By Waqas Rafique
With Operation Zarb-e-Azb a few days old now, news broadcasts that I get to present these days are dominated with updates on the offensive launched against terrorists and violent extremists that had found safe haven in North Waziristan.
In the past, we have been told all such operations have been important and made gains. Be it Operation Rah-e-Rast in South Wazirstan or Rah-i-Nijat, which was the battle for Swat. But we have also seen that after successful military efforts, Pakistan continued to suffer at the hands of terrorism. The June 8 attack at the Karachi airport perhaps served as a wake-up call to finally take on the militants head on in North Waziristan.
Pakistan took its time to decide to launch this offensive. The United States always maintained that Pakistan was a sovereign country so its decision to launch an offensive in the tribal area was its prerogative and so no one could instruct Pakistan on this. But analysts and experts at home and abroad had long impressed that Pakistan needed to clear the complication in North Waziristan. A lot of mistrust was earned in the process.
The warm welcome extended to this operation on mainstream and social media is proof that Pakistanis have lost patience with terrorism and they expect help from their army to get out of this marsh. The American and British foreign missions have been quick to extend their moral support to Pakistan as it carries on the offensive but stopped short of giving any advice on how to tackle violent extremists in Pakistan.
Truly, this is the most important task for Pakistan authorities. How to tackle the mindset that has produced so many suicide bombers, given sanctuaries to foreign terrorists and taken lives of so many innocent women and children.

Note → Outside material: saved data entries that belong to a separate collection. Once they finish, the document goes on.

use std::net::SocketAddr;
use std::time::Duration;

use tokio::io::AsyncWriteExt;
use tokio::net::{TcpListener, TcpStream};
use tracing::debug;

use crate::error::{Error, Result};
use crate::transport::framing::{
    read_frame, with_timeout, write_frame, StreamReceiver, StreamSender, MAX_FRAME_SIZE,
};
use crate::transport::{Transport, TransportReceiver, TransportSender};

/// TCP transport with length-prefix framing
///
/// Messages are sent with a 4-byte big-endian length prefix
pub struct TcpTransport {
    stream: TcpStream,
    send_timeout: Option<Duration>,
    receive_timeout: Option<Duration>,
    max_frame_size: usize,
}

impl TcpTransport {
    /// Connect to a remote TCP address with no timeouts
    pub async fn connect(addr: SocketAddr) -> Result<Self> {
        Self::builder().address(addr).connect().await
    }

    /// Connect with a connect timeout
    pub async fn connect_timeout(addr: SocketAddr, timeout: Duration) -> Result<Self> {
        Self::builder()
            .address(addr)
            .connect_timeout(timeout)
            .connect()
            .await
    }

    /// Create a builder for configuring the transport
    pub fn builder() -> TcpTransportBuilder {
        TcpTransportBuilder::new()
    }

    /// Create from an existing TcpStream
    pub fn from_stream(stream: TcpStream) -> Self {
        Self {
            stream,
            send_timeout: None,
            receive_timeout: None,
            max_frame_size: MAX_FRAME_SIZE,
        }
    }

    /// Get the remote address of this connection
    pub fn peer_addr(&self) -> Result<SocketAddr> {
        self.stream.peer_addr().map_err(Into::into)
    }

    /// Get the local address of this connection
    pub fn local_addr(&self) -> Result<SocketAddr> {
        self.stream.local_addr().map_err(Into::into)
    }
}

#[async_trait::async_trait]
impl Transport for TcpTransport {
    async fn send(&mut self, bytes: &[u8]) -> Result<()> {
        with_timeout(self.send_timeout, "Send", write_frame(&mut self.stream, bytes)).await
    }

    async fn receive(&mut self) -> Result<Vec<u8>> {
        with_timeout(
            self.receive_timeout,
            "Receive",
            read_frame(&mut self.stream, self.max_frame_size),
        )
        .await
    }

    async fn close(&mut self) -> Result<()> {
        self.stream.shutdown().await?;
        Ok(())
    }

    fn into_split(self: Box<Self>) -> (Box<dyn TransportSender>, Box<dyn TransportReceiver>) {
        let this = *self;
        let (read, write) = this.stream.into_split();
        (
            Box::new(StreamSender::new(write, this.send_timeout)),
            Box::new(StreamReceiver::new(
                read,
                this.receive_timeout,
                this.max_frame_size,
            )),
        )
    }
}

/// TCP listener for accepting incoming connections
pub struct TcpTransportListener {
    listener: TcpListener,
}

impl TcpTransportListener {
    /// Bind to a local address
    pub async fn bind(addr: SocketAddr) -> Result<Self> {
        let listener = TcpListener::bind(addr).await?;
        debug!(%addr, "TCP listener bound");
        Ok(Self { listener })
    }

    /// Accept an incoming connection
    pub async fn accept(&self) -> Result<(TcpTransport, SocketAddr)> {
        let (stream, addr) = self.listener.accept().await?;
        Ok((TcpTransport::from_stream(stream), addr))
    }

    /// Get the local address this listener is bound to
    pub fn local_addr(&self) -> Result<SocketAddr> {
        self.listener.local_addr().map_err(Into::into)
    }

    /// Close the listener
    ///
    /// Tokio's TcpListener has no explicit close; the socket is released on
    /// drop.
    pub async fn close(&mut self) -> Result<()> {
        Ok(())
    }
}

#[async_trait::async_trait]
impl crate::transport::TransportListener for TcpTransportListener {
    type Transport = TcpTransport;

    async fn accept(&self) -> Result<Self::Transport> {
        let (transport, addr) = TcpTransportListener::accept(self).await?;
        debug!(peer = %addr, "accepted TCP connection");
        Ok(transport)
    }

    async fn close(&mut self) -> Result<()> {
        TcpTransportListener::close(self).await
    }
}

/// Builder for configuring TCP transport
pub struct TcpTransportBuilder {
    address: Option<SocketAddr>,
    connect_timeout: Option<Duration>,
    send_timeout: Option<Duration>,
    receive_timeout: Option<Duration>,
    max_frame_size: usize,
}

impl Default for TcpTransportBuilder {
    fn default() -> Self {
        Self {
            address: None,
            connect_timeout: None,
            send_timeout: None,
            receive_timeout: None,
            max_frame_size: MAX_FRAME_SIZE,
        }
    }
}

impl TcpTransportBuilder {
    /// Create a new builder
    pub fn new() -> Self {
        Self::default()
    }

    /// Set the address to connect to
    pub fn address(mut self, addr: SocketAddr) -> Self {
        self.address = Some(addr);
        self
    }

    /// Set the connection timeout
    pub fn connect_timeout(mut self, timeout: Duration) -> Self {
        self.connect_timeout = Some(timeout);
        self
    }

    /// Set the send timeout
    pub fn send_timeout(mut self, timeout: Duration) -> Self {
        self.send_timeout = Some(timeout);
        self
    }

    /// Set the receive timeout
    pub fn receive_timeout(mut self, timeout: Duration) -> Self {
        self.receive_timeout = Some(timeout);
        self
    }

    /// Set the largest frame the receiver accepts
    pub fn max_frame_size(mut self, bytes: usize) -> Self {
        self.max_frame_size = bytes;
        self
    }

    /// Connect with the configured settings
    pub async fn connect(self) -> Result<TcpTransport> {
        let addr = self
            .address
            .ok_or_else(|| Error::Config("Address not set".to_string()))?;

        let stream = with_timeout(self.connect_timeout, "Connect", async {
            TcpStream::connect(addr).await.map_err(Error::from)
        })
        .await?;
        stream.set_nodelay(true)?;

        Ok(TcpTransport {
            stream,
            send_timeout: self.send_timeout,
            receive_timeout: self.receive_timeout,
            max_frame_size: self.max_frame_size,
        })
    }
}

As I write this, the number I have of IDPs from North Waziristan is overwhelming: 70,000 people have fled the area up till now (with the number rising) and are trying to survive in neigbouring areas in this very hot summer. Back in 2009, I had the chance to report from Mardan where camps had been set up for IDPs from Swat and Buner. It was tough for them. There was a clear threat of terror strikes. It was hot and all they had was tents. Women, children and youth all had to stay in those camps situated a little outside the city. Facilities of course were minimum. Children were missing schools and youths were being wasted. On asking what his wish list was that he wanted to go back to, a young boy whom I had found sitting on a mound watching the sunset told me he wanted to complete his studies and get a job. He wasn’t asking for too much but I knew inside he would have to wait for a long time. I hope he has found what he was looking for in life.
IDPs have been created again — this time from North Waziristan — and we need to remember that there are some real health issues that need to be tackled. Out of the three new polio cases reported last month, two were from North Waziristan. There is an opportunity in this crisis to vaccinate children against polio now that they are in areas where they can be reached.
The operation in North Wazirtistan will take time to conclude. An important part of reviving that area and other tribal areas has to be the government’s effort to own these areas. Education, health and development efforts that would generate opportunities to earn livelihoods have to be made at the earliest if we do not want to face extremism that gives rise to terrorism again. But for that we would have to be honest and give up being selfish.
It has been said before and it needs to be repeated: establishing the writ of the government is essential if any benefit is to be derived after the current military effort concludes. Till then, it is a tough life for the IDPs and the rest of Pakistanis are also quite helpless as they watch terror strike around them every other day.
The writer is a broadcast journalist.